(WHAT TO DO) Where the word "validated" appears in a line of the entries below, count that line and give the total alone.

■ ■ ■

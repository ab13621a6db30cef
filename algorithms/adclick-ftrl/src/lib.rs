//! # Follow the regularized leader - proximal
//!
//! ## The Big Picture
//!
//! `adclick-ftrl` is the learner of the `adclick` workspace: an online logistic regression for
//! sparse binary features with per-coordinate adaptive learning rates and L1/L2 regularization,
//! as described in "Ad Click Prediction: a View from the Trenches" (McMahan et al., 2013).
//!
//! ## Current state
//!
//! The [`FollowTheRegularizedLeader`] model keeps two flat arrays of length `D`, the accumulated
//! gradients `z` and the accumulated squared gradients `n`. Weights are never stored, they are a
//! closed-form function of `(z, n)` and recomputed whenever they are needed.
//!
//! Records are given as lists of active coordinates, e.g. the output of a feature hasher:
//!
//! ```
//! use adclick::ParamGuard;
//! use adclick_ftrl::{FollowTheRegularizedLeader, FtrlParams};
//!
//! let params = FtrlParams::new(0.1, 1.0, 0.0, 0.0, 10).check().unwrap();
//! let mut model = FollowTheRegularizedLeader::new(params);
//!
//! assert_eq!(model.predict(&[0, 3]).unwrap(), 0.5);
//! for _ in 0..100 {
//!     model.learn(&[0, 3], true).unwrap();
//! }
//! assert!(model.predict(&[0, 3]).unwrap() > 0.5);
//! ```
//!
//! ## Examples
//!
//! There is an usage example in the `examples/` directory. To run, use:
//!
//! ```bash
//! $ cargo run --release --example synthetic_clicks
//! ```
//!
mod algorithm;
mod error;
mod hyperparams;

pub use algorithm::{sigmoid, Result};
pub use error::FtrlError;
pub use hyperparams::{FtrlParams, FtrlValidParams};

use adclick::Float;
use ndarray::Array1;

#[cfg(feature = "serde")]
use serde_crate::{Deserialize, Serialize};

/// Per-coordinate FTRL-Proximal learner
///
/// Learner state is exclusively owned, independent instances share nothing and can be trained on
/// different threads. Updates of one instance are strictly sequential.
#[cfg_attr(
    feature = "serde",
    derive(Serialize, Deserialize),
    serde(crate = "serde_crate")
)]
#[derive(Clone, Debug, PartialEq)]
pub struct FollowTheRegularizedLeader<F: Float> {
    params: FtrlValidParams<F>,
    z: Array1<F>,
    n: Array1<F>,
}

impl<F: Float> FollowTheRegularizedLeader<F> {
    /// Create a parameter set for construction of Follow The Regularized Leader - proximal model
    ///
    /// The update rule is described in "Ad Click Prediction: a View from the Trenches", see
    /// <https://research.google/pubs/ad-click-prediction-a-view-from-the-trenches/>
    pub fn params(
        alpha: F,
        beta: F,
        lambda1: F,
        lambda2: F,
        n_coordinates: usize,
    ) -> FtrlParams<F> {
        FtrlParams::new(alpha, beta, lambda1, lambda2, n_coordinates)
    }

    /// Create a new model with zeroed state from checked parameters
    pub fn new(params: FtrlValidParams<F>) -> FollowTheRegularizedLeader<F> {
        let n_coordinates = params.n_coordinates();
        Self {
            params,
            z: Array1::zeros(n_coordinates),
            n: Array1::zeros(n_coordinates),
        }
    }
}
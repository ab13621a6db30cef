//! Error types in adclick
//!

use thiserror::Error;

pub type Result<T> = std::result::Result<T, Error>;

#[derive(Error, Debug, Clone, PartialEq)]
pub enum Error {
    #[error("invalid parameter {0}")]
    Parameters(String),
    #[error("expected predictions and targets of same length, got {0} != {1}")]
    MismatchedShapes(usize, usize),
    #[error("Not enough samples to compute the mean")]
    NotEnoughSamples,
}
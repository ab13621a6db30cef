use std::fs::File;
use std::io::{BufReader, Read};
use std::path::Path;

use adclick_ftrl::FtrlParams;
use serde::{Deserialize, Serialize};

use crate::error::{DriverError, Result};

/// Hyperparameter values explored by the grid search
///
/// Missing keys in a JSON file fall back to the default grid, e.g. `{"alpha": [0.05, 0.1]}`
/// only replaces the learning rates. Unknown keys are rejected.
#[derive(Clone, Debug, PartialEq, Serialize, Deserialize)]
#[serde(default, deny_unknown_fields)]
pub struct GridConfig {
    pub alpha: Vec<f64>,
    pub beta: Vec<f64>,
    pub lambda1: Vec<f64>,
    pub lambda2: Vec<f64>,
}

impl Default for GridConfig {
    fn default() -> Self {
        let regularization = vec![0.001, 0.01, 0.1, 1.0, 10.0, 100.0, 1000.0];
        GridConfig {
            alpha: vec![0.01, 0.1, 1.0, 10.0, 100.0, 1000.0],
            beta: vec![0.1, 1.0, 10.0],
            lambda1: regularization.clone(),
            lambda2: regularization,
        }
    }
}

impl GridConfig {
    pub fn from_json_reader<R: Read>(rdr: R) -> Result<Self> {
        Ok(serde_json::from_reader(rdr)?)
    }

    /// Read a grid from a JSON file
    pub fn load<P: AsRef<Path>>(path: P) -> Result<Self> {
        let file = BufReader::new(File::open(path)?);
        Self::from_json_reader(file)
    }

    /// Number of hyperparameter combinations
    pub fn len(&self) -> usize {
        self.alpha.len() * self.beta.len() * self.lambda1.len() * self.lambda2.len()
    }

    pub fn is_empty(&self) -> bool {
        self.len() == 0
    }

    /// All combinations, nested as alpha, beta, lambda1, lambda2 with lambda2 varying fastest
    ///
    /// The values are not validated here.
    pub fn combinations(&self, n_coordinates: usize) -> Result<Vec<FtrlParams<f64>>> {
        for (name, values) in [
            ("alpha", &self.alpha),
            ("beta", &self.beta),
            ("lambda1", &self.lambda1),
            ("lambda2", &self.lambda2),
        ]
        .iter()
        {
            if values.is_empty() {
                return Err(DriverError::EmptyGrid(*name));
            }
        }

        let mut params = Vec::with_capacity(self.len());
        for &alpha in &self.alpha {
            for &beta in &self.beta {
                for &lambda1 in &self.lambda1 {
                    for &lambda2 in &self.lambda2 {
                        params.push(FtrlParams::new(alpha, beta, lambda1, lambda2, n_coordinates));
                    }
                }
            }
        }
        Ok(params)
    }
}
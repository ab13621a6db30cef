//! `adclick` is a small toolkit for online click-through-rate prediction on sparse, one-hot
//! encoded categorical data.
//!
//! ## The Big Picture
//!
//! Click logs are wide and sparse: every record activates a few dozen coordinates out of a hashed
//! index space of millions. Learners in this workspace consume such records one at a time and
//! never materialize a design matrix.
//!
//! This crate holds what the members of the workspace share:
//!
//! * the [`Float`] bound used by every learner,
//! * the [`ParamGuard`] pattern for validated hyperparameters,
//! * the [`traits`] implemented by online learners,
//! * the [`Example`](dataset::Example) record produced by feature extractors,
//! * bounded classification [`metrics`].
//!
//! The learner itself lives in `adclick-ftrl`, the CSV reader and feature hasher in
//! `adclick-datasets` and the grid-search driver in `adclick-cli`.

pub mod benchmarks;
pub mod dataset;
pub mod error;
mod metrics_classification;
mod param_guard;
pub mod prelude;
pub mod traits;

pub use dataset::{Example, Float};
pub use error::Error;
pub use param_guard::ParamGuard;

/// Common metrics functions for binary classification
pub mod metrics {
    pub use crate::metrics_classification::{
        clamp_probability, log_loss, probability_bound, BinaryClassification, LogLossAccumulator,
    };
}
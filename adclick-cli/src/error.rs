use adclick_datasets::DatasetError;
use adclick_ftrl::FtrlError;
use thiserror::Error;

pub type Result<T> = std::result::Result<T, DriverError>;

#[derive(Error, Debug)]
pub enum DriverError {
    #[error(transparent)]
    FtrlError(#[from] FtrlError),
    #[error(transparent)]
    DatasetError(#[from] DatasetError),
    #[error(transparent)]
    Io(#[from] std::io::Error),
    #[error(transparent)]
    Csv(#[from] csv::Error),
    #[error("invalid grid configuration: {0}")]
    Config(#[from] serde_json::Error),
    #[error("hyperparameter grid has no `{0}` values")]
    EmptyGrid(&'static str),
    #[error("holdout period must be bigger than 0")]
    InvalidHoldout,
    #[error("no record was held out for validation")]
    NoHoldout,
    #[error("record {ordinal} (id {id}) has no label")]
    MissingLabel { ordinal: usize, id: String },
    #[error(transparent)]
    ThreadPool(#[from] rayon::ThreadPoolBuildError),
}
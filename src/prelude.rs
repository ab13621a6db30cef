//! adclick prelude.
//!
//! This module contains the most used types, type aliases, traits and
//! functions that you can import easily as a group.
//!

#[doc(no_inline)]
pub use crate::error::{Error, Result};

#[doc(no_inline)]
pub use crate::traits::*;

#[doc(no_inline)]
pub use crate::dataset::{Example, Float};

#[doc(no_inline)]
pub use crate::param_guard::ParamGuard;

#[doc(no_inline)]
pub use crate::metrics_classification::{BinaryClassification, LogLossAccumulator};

■ ■ ■

(EXERCISE RESPONSE) 2